▶ _Problem details_
Copy every line that holds the string "this" from the data below.
Provided records Start Marker
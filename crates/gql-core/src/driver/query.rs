use super::PropertyValue;

/// A query as sent to the store: text plus named arguments.
///
/// Literal values are never inlined into `query_string`.
#[derive(Debug, Clone, PartialEq)]
pub struct GqlQuery {
    pub query_string: String,
    pub named_args: Vec<(String, PropertyValue)>,
    pub allow_literal: bool,
}

impl GqlQuery {
    pub fn new(query_string: impl Into<String>) -> Self {
        Self {
            query_string: query_string.into(),
            named_args: vec![],
            allow_literal: false,
        }
    }

    pub fn arg(&self, name: &str) -> Option<&PropertyValue> {
        self.named_args
            .iter()
            .find(|(arg, _)| arg == name)
            .map(|(_, value)| value)
    }
}
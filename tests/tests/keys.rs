use tests::prelude::*;

use gql::Key;
use pretty_assertions::assert_eq;

#[tokio::test]
async fn generates_keys_for_blank_records() {
    let (db, log) = setup(LoggingTransport::new());

    let mut records = [TestModel::new("", 1), TestModel::new("kept", 2)];
    let entities = db.serialize_with_key(&mut records).await.unwrap();

    let generated = records[0].id.clone();
    assert_eq!(generated.len(), 36);
    assert_eq!(records[1].id, "kept");

    assert_eq!(entities[0].key, Some(Key::new("TestModel", generated)));
    assert_eq!(entities[1].key, Some(Key::new("TestModel", "kept")));

    // Uniqueness is only verified when configured.
    assert!(log.is_empty());
}

#[tokio::test]
async fn double_checks_generated_keys_when_configured() {
    let (db, log) = setup_with(
        LoggingTransport::new().taken("kept"),
        Config::new().double_check_generated_ids(true),
        None,
    );

    let mut records = [
        TestModel::new("", 1),
        TestModel::new("kept", 2),
        TestModel::new("", 3),
    ];
    db.serialize_with_key(&mut records).await.unwrap();

    // Existing keys are never checked, generated ones are.
    let lookups = log.lookups();
    assert_eq!(
        lookups,
        [
            Key::new("TestModel", records[0].id.clone()),
            Key::new("TestModel", records[2].id.clone()),
        ]
    );
    assert_ne!(records[0].id, records[2].id);
}

#[test]
fn config_from_json() {
    let config = Config::from_json(
        r#"{
            "generate_index_file": true,
            "index_file_path": "indexes/index.yaml"
        }"#,
    )
    .unwrap();

    assert!(config.generate_index_file);
    assert_eq!(
        config.index_file_path,
        std::path::PathBuf::from("indexes/index.yaml")
    );
    assert!(!config.double_check_generated_ids);
}
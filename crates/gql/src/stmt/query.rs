use super::{Expr, IntoExpr, OrderBy, Row, Selector};

use gql_core::{
    stmt::{self, Pipeline, Stage, TerminalKind, Value},
    Model, Result,
};
use std::{fmt, marker::PhantomData};

/// A query over records of `M` yielding rows of `O`.
///
/// Every method appends one stage to the pipeline, in call order. Nothing
/// is checked until the query is compiled.
pub struct Query<M, O = M> {
    pipeline: Pipeline,
    load: fn(Value) -> Result<O>,
    _p: PhantomData<fn() -> M>,
}

impl<M: Model> Query<M> {
    /// Every record of `M`.
    pub fn all() -> Self {
        Self {
            pipeline: Pipeline::new(M::schema()),
            load: <Row as Selector<M>>::load,
            _p: PhantomData,
        }
    }
}

impl<M: Model, O> Query<M, O> {
    pub fn filter(self, predicate: impl IntoExpr<bool>) -> Self {
        self.stage(Stage::Filter(predicate.into_expr().untyped))
    }

    pub fn order_by(self, order_by: OrderBy) -> Self {
        self.stage(Stage::OrderBy(order_by.expr, order_by.direction))
    }

    pub fn take(self, count: impl IntoExpr<i64>) -> Self {
        self.stage(Stage::Take(count.into_expr().untyped))
    }

    pub fn skip(self, count: impl IntoExpr<i64>) -> Self {
        self.stage(Stage::Skip(count.into_expr().untyped))
    }

    /// Change the shape of each row.
    pub fn select<S: Selector<M>>(mut self, selector: S) -> Query<M, S::Output> {
        self.pipeline.push(Stage::Project(selector.into_selector()));

        Query {
            pipeline: self.pipeline,
            load: S::load,
            _p: PhantomData,
        }
    }

    /// Append a terminal operation, optionally with its own predicate.
    ///
    /// [`Db`](crate::Db)'s terminal methods append the terminal themselves;
    /// this is for compiling or displaying such a query directly.
    pub fn terminal(self, kind: TerminalKind, predicate: Option<Expr<bool>>) -> Self {
        self.stage(Stage::Terminal(kind, predicate.map(stmt::Expr::from)))
    }

    pub fn pipeline(&self) -> &Pipeline {
        &self.pipeline
    }

    pub fn into_pipeline(self) -> Pipeline {
        self.pipeline
    }

    pub(crate) fn loader(&self) -> fn(Value) -> Result<O> {
        self.load
    }

    fn stage(mut self, stage: Stage) -> Self {
        self.pipeline.push(stage);
        self
    }
}

impl<M, O> Clone for Query<M, O> {
    fn clone(&self) -> Self {
        Self {
            pipeline: self.pipeline.clone(),
            load: self.load,
            _p: PhantomData,
        }
    }
}

impl<M, O> fmt::Debug for Query<M, O> {
    fn fmt(&self, f: &mut fmt::Formatter<'_>) -> fmt::Result {
        f.debug_struct("Query")
            .field("pipeline", &self.pipeline)
            .finish()
    }
}
use super::Error;

/// Error when a record type declares no key field.
#[derive(Debug)]
pub(super) struct MissingKeyDefinition {
    kind: Box<str>,
}

impl std::error::Error for MissingKeyDefinition {}

impl core::fmt::Display for MissingKeyDefinition {
    fn fmt(&self, f: &mut core::fmt::Formatter) -> core::fmt::Result {
        write!(
            f,
            "`{}` does not contain an `id` field nor any field marked as the key",
            self.kind
        )
    }
}

/// Error when the key field is not string-typed.
#[derive(Debug)]
pub(super) struct UnsupportedKeyType {
    kind: Box<str>,
    ty: Box<str>,
}

impl std::error::Error for UnsupportedKeyType {}

impl core::fmt::Display for UnsupportedKeyType {
    fn fmt(&self, f: &mut core::fmt::Formatter) -> core::fmt::Result {
        write!(
            f,
            "key type `{}` of `{}` is not supported; keys must be strings",
            self.ty, self.kind
        )
    }
}

impl Error {
    /// Creates a missing key definition error for the given kind.
    pub fn missing_key_definition(kind: impl Into<String>) -> Error {
        Error::from(super::ErrorKind::MissingKeyDefinition(MissingKeyDefinition {
            kind: kind.into().into(),
        }))
    }

    /// Returns `true` if this error is a missing key definition error.
    pub fn is_missing_key_definition(&self) -> bool {
        matches!(self.kind(), super::ErrorKind::MissingKeyDefinition(_))
    }

    /// Creates an unsupported key type error.
    pub fn unsupported_key_type(kind: impl Into<String>, ty: impl Into<String>) -> Error {
        Error::from(super::ErrorKind::UnsupportedKeyType(UnsupportedKeyType {
            kind: kind.into().into(),
            ty: ty.into().into(),
        }))
    }

    /// Returns `true` if this error is an unsupported key type error.
    pub fn is_unsupported_key_type(&self) -> bool {
        matches!(self.kind(), super::ErrorKind::UnsupportedKeyType(_))
    }
}
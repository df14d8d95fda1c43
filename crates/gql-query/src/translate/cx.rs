use crate::ShapeFlags;

/// Context passed down a walk.
#[derive(Debug, Clone, Copy, Default)]
pub(super) struct Cx {
    /// Only `IN_*` flags are meaningful here.
    pub(super) flags: ShapeFlags,

    /// Number of enclosing conjunctions
    pub(super) depth: usize,
}

/// What a walk observed, merged upward into the translator's shape.
#[derive(Debug, Clone, Copy, Default)]
pub(super) struct Outcome {
    pub(super) flags: ShapeFlags,

    /// The walk ended on a boolean member with no comparison attached.
    pub(super) uncompleted_bool: bool,
}

impl Cx {
    pub(super) fn root() -> Cx {
        Cx::default()
    }

    pub(super) fn with(self, flag: ShapeFlags) -> Cx {
        Cx {
            flags: self.flags | flag,
            ..self
        }
    }

    pub(super) fn nested(self) -> Cx {
        Cx {
            depth: self.depth + 1,
            ..self
        }
    }
}

impl Outcome {
    pub(super) fn flagged(flags: ShapeFlags) -> Outcome {
        Outcome {
            flags,
            uncompleted_bool: false,
        }
    }

    pub(super) fn merge(&mut self, other: Outcome) {
        self.flags |= other.flags;
        self.uncompleted_bool = other.uncompleted_bool;
    }
}
use crate::to_property_value;

use gql_core::{driver::GqlQuery, Result};
use gql_query::Compiled;

/// Build the transport request for a compiled query.
pub fn bind_params(compiled: &Compiled) -> Result<GqlQuery> {
    let mut query = GqlQuery::new(compiled.text.clone());

    for param in &compiled.params {
        query
            .named_args
            .push((param.name.clone(), to_property_value(&param.value)?));
    }

    Ok(query)
}
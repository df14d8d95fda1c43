mod adhoc;
mod invalid_config;
mod invalid_pipeline;
mod invalid_result;
mod invalid_schema;
mod key;
mod malformed_flattened_key;
mod record_not_found;
mod rendering_integrity;
mod too_many_records;
mod type_conversion;
mod unsupported_query_shape;

use adhoc::AdhocError;
use invalid_config::InvalidConfig;
use invalid_pipeline::InvalidPipelineConstruction;
use invalid_result::InvalidResult;
use invalid_schema::InvalidSchema;
use key::{MissingKeyDefinition, UnsupportedKeyType};
use malformed_flattened_key::MalformedFlattenedKey;
use record_not_found::RecordNotFoundError;
use rendering_integrity::RenderingIntegrity;
use std::sync::Arc;
use too_many_records::TooManyRecordsError;
use type_conversion::TypeConversionError;
use unsupported_query_shape::UnsupportedQueryShape;

/// Returns early with an ad-hoc error built from format arguments.
#[macro_export]
macro_rules! bail {
    ($($arg:tt)*) => {
        return Err($crate::Error::from_args(format_args!($($arg)*)))
    };
}

/// Builds an ad-hoc error from format arguments.
#[macro_export]
macro_rules! err {
    ($($arg:tt)*) => {
        $crate::Error::from_args(format_args!($($arg)*))
    };
}

/// An error raised while compiling, encoding or executing a query.
///
/// The error is a single pointer wide. Errors can be chained with
/// [`Error::context`]; the chain is displayed most recent first.
#[derive(Clone)]
pub struct Error {
    inner: Option<Arc<ErrorInner>>,
}

#[derive(Debug)]
struct ErrorInner {
    kind: ErrorKind,
    cause: Option<Error>,
}

impl Error {
    /// Adds context to this error.
    ///
    /// The returned error displays `consequent` first, followed by `self`.
    #[inline(always)]
    pub fn context(self, consequent: impl IntoError) -> Error {
        self.context_impl(consequent.into_error())
    }

    #[inline(never)]
    #[cold]
    fn context_impl(self, consequent: Error) -> Error {
        let kind = match consequent.inner {
            Some(inner) => match Arc::try_unwrap(inner) {
                Ok(inner) => {
                    debug_assert!(inner.cause.is_none(), "consequent already has a cause");
                    inner.kind
                }
                // Shared consequent; keep its message but detach it.
                Err(shared) => ErrorKind::Adhoc(AdhocError::new(shared.kind.to_string())),
            },
            None => ErrorKind::Unknown,
        };

        Error {
            inner: Some(Arc::new(ErrorInner {
                kind,
                cause: Some(self),
            })),
        }
    }

    /// Creates an ad-hoc error from format arguments. Prefer the `err!` macro.
    pub fn from_args(args: core::fmt::Arguments<'_>) -> Error {
        Error::from(ErrorKind::Adhoc(AdhocError::new(args.to_string())))
    }

    fn chain(&self) -> impl Iterator<Item = &Error> {
        let mut err = self;
        core::iter::once(err).chain(core::iter::from_fn(move || {
            err = err.inner.as_ref().and_then(|inner| inner.cause.as_ref())?;
            Some(err)
        }))
    }

    fn kind(&self) -> &ErrorKind {
        self.inner
            .as_ref()
            .map(|inner| &inner.kind)
            .unwrap_or(&ErrorKind::Unknown)
    }
}

impl std::error::Error for Error {
    fn source(&self) -> Option<&(dyn std::error::Error + 'static)> {
        match self.kind() {
            ErrorKind::Anyhow(err) => Some(err.as_ref()),
            _ => self
                .inner
                .as_ref()
                .and_then(|inner| inner.cause.as_ref())
                .map(|cause| cause as &(dyn std::error::Error + 'static)),
        }
    }
}

impl core::fmt::Display for Error {
    fn fmt(&self, f: &mut core::fmt::Formatter) -> core::fmt::Result {
        let mut it = self.chain().peekable();
        while let Some(err) = it.next() {
            core::fmt::Display::fmt(err.kind(), f)?;
            if it.peek().is_some() {
                f.write_str(": ")?;
            }
        }
        Ok(())
    }
}

impl core::fmt::Debug for Error {
    fn fmt(&self, f: &mut core::fmt::Formatter) -> core::fmt::Result {
        if !f.alternate() {
            core::fmt::Display::fmt(self, f)
        } else {
            let Some(ref inner) = self.inner else {
                return f.debug_struct("Error").field("kind", &"None").finish();
            };
            f.debug_struct("Error")
                .field("kind", &inner.kind)
                .field("cause", &inner.cause)
                .finish()
        }
    }
}

#[derive(Debug)]
enum ErrorKind {
    Anyhow(anyhow::Error),
    Adhoc(AdhocError),
    UnsupportedQueryShape(UnsupportedQueryShape),
    InvalidPipelineConstruction(InvalidPipelineConstruction),
    MissingKeyDefinition(MissingKeyDefinition),
    UnsupportedKeyType(UnsupportedKeyType),
    MalformedFlattenedKey(MalformedFlattenedKey),
    RenderingIntegrity(RenderingIntegrity),
    InvalidSchema(InvalidSchema),
    TypeConversion(TypeConversionError),
    InvalidResult(InvalidResult),
    RecordNotFound(RecordNotFoundError),
    TooManyRecords(TooManyRecordsError),
    InvalidConfig(InvalidConfig),
    Unknown,
}

impl core::fmt::Display for ErrorKind {
    fn fmt(&self, f: &mut core::fmt::Formatter) -> core::fmt::Result {
        use self::ErrorKind::*;

        match self {
            Anyhow(err) => core::fmt::Display::fmt(err, f),
            Adhoc(err) => core::fmt::Display::fmt(err, f),
            UnsupportedQueryShape(err) => core::fmt::Display::fmt(err, f),
            InvalidPipelineConstruction(err) => core::fmt::Display::fmt(err, f),
            MissingKeyDefinition(err) => core::fmt::Display::fmt(err, f),
            UnsupportedKeyType(err) => core::fmt::Display::fmt(err, f),
            MalformedFlattenedKey(err) => core::fmt::Display::fmt(err, f),
            RenderingIntegrity(err) => core::fmt::Display::fmt(err, f),
            InvalidSchema(err) => core::fmt::Display::fmt(err, f),
            TypeConversion(err) => core::fmt::Display::fmt(err, f),
            InvalidResult(err) => core::fmt::Display::fmt(err, f),
            RecordNotFound(err) => core::fmt::Display::fmt(err, f),
            TooManyRecords(err) => core::fmt::Display::fmt(err, f),
            InvalidConfig(err) => core::fmt::Display::fmt(err, f),
            Unknown => f.write_str("unknown gql error"),
        }
    }
}

impl From<ErrorKind> for Error {
    fn from(kind: ErrorKind) -> Error {
        Error {
            inner: Some(Arc::new(ErrorInner { kind, cause: None })),
        }
    }
}

impl From<anyhow::Error> for Error {
    fn from(err: anyhow::Error) -> Error {
        Error::from(ErrorKind::Anyhow(err))
    }
}

impl From<std::io::Error> for Error {
    fn from(err: std::io::Error) -> Error {
        Error::from(anyhow::Error::from(err))
    }
}

/// Trait for types that can be converted into an Error.
pub trait IntoError {
    /// Converts this type into an Error.
    fn into_error(self) -> Error;
}

impl IntoError for Error {
    #[inline(always)]
    fn into_error(self) -> Error {
        self
    }
}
Provided records End Marker
▶ _Written reply_
    /// this is for compiling or displaying such a query directly.
    /// Returns `true` if this error is a missing key definition error.
    /// Returns `true` if this error is an unsupported key type error.
    /// Adds context to this error.
    /// Converts this type into an Error.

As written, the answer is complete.